Мама, хотя молча и терпеливо обслуживала огромную семью Галиуллиных, но своей внутренней независимости не теряла. Излишнюю разговорчивость своих новых родственников, их небрежное отношение к повседневным делам по хозяйству она не одобряла, но виду не подавала. Предпочитала любое дело, засучив рукава, сделать сама, чем спорить, «качать права», целый день, крутясь как юла, она преуспевала в любой работе: хоть на уборке свёклы, хоть на картофельном поле, угнаться за ней было трудно. Она успевала и прополоть, и промотыжить, и прорыхлить почву.
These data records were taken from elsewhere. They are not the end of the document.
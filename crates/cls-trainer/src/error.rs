use cls_types::{JobStatus, ParseModelTypeError, ToolkitError};
use thiserror::Error;

pub type TrainingResult<T> = std::result::Result<T, TrainingError>;

#[derive(Debug, Error)]
pub enum TrainingError {
    #[error(transparent)]
    UnknownModelType(#[from] ParseModelTypeError),

    #[error("invalid request: {0}")]
    InvalidRequest(String),

    #[error("job {0} not found")]
    JobNotFound(String),

    #[error("job {job_id} is not completed (status: {status})")]
    JobNotCompleted { job_id: String, status: JobStatus },

    #[error("job {0} has no result bundle to save")]
    MissingResults(String),

    #[error(transparent)]
    Toolkit(#[from] ToolkitError),

    #[error(transparent)]
    Io(#[from] std::io::Error),

    #[error(transparent)]
    Json(#[from] serde_json::Error),

    #[error("failed to spawn training thread: {0}")]
    Spawn(String),

    #[error("training panicked: {0}")]
    Panicked(String),
}

impl TrainingError {
    /// Caller mistakes (4xx) as opposed to pipeline or storage failures.
    pub fn is_validation(&self) -> bool {
        matches!(
            self,
            TrainingError::UnknownModelType(_)
                | TrainingError::InvalidRequest(_)
                | TrainingError::JobNotFound(_)
                | TrainingError::JobNotCompleted { .. }
                | TrainingError::MissingResults(_)
        )
    }
}

#[cfg(test)]
mod tests {
    use super::*;

    #[test]
    fn validation_errors_are_distinguished_from_io() {
        assert!(TrainingError::JobNotFound("j".into()).is_validation());
        assert!(TrainingError::UnknownModelType(ParseModelTypeError("GRU".into())).is_validation());
        let io = std::io::Error::new(std::io::ErrorKind::PermissionDenied, "denied");
        assert!(!TrainingError::from(io).is_validation());
        assert!(!TrainingError::Toolkit(ToolkitError::Training("nan".into())).is_validation());
    }

    #[test]
    fn not_completed_message_names_status() {
        let err = TrainingError::JobNotCompleted {
            job_id: "j1".into(),
            status: JobStatus::Running,
        };
        assert_eq!(err.to_string(), "job j1 is not completed (status: running)");
    }
}
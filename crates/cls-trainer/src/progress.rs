//! Progress hook: turns fit events into registry progress snapshots and log lines.

use cls_jobs::{JobRegistry, ProgressUpdate};
use cls_types::{FitEvent, MetricLogs, ProgressMetrics};

/// Metric keys rendered in log lines, in display order.
const LOG_KEYS: [&str; 10] = [
    "loss",
    "binary_accuracy",
    "auc",
    "precision",
    "recall",
    "val_loss",
    "val_binary_accuracy",
    "val_auc",
    "val_precision",
    "val_recall",
];

/// Forwards fit events for one job into the registry.
///
/// Epoch ends are always reported. Batch ends are reported every `batch_interval`
/// batches plus the last batch of each epoch; `None` disables batch reporting.
pub struct ProgressReporter<'a> {
    registry: &'a JobRegistry,
    job_id: &'a str,
    total_epochs: usize,
    batch_interval: Option<usize>,
}

impl<'a> ProgressReporter<'a> {
    pub fn new(
        registry: &'a JobRegistry,
        job_id: &'a str,
        total_epochs: usize,
        batch_interval: Option<usize>,
    ) -> Self {
        Self {
            registry,
            job_id,
            total_epochs: total_epochs.max(1),
            batch_interval: batch_interval.filter(|n| *n > 0),
        }
    }

    pub fn on_event(&mut self, event: FitEvent<'_>) {
        match event {
            FitEvent::BatchEnd {
                epoch,
                batch,
                total_batches,
                logs,
            } => {
                let Some(interval) = self.batch_interval else {
                    return;
                };
                if !should_report_batch(batch, total_batches, interval) {
                    return;
                }
                let fraction = (batch + 1) as f64 / total_batches.max(1) as f64;
                let percent = (epoch as f64 + fraction) / self.total_epochs as f64 * 100.0;
                let message = format!(
                    "Epoch {}/{} - {}/{}{}",
                    epoch + 1,
                    self.total_epochs,
                    batch + 1,
                    total_batches,
                    format_logs(logs)
                );
                let update = ProgressUpdate::new(epoch as u32 + 1, self.total_epochs as u32, percent)
                    .with_batch(batch as u32 + 1, total_batches as u32)
                    .with_metrics(progress_metrics(logs))
                    .with_log(message);
                self.registry.update_progress(self.job_id, update);
            }
            FitEvent::EpochEnd { epoch, logs } => {
                let percent = (epoch + 1) as f64 / self.total_epochs as f64 * 100.0;
                let message = format!(
                    "Epoch {}/{}{}",
                    epoch + 1,
                    self.total_epochs,
                    format_logs(logs)
                );
                tracing::info!(job_id = %self.job_id, "{message}");
                let update = ProgressUpdate::new(epoch as u32 + 1, self.total_epochs as u32, percent)
                    .with_metrics(progress_metrics(logs))
                    .with_log(message);
                self.registry.update_progress(self.job_id, update);
            }
        }
    }
}

/// Every `interval`-th batch (1-based) and the last batch of the epoch.
pub(crate) fn should_report_batch(batch: usize, total_batches: usize, interval: usize) -> bool {
    (batch + 1) % interval == 0 || batch + 1 == total_batches
}

fn format_logs(logs: &MetricLogs) -> String {
    LOG_KEYS
        .iter()
        .filter_map(|key| logs.get(*key).map(|v| format!(" - {key}: {v:.4}")))
        .collect()
}

fn progress_metrics(logs: &MetricLogs) -> ProgressMetrics {
    let get = |key: &str| logs.get(key).copied();
    ProgressMetrics {
        current_loss: get("loss"),
        current_accuracy: get("binary_accuracy"),
        current_auc: get("auc"),
        current_precision: get("precision"),
        current_recall: get("recall"),
        val_loss: get("val_loss"),
        val_accuracy: get("val_binary_accuracy"),
        val_auc: get("val_auc"),
        val_precision: get("val_precision"),
        val_recall: get("val_recall"),
    }
}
Только отец, со своей кипучей «пассионарностью», бьющей через край, как тесто, в которое положили дрожжей, не давал ей возможности слишком увлекаться сельскохозяйственными делами: одного за другим наделяя её младенцами. Пуповины обрезаются с перерывом в один год; не задумываясь о том, как их растить, поить-кормить, одевать… «Каждый ребёнок рождается со своей долей счастья», – говорит народная поговорка, так, видно, думал и наш отец.
И он оказался совершенно прав. Из десятерых, выношенных мамой детей, не выжили двое. Остальные – четыре мальчика, четыре девочки – все живы и здоровы по сей день, слава Аллаху.
У меня навсегда осталось такое впечатление, что родители жили очень дружно. Мы, конечно, не видели, чтобы они при нас обнимались, целовались, но вечерами, когда дверь уже защёлкивалась на щеколду, и родители, уйдя к себе за цветастую занавеску, ложились на свою железную кровать, ещё долго слышались их приглушённые голоса, воркующие, как пара голубков. Слов не разобрать, только доносится мирная речь, журчащая, как тихая речка. О чём можно говорить все ночи напролёт? Наверно, они говорили о нас, о детях. Ведь и радость, и горесть родителей – это дети. Атмосфера взаимопонимания и взаимоуважения, царившая между ними, явилась для нас опорой и образцом для наших собственных семейных отношений. Когда они шли по улице вместе, мама рядом с высоким, статным отцом выглядела совсем миниатюрной. Иногда мама шла на несколько шагов позади своего «господина», тогда за отцовской спиной её совсем не было видно. Мы недоумевали, почему она так делает, поддразнивали её.
– Почему ты идёшь сзади, иди рядом или даже выйди вперёд. Ты же дочь богача, а отец – он что, он же всего лишь писарьский отпрыск, беднота.
Но наша цель оставалась не достигнутой.
– За его спиной мне спокойно, ни ветер, ни дождь меня не достают.
Мы к ней особо не привязываемся. Она хоть и не любит особо языкастых, но сама при необходимости может кого угодно отбрить, осадить метким словцом или шуткой.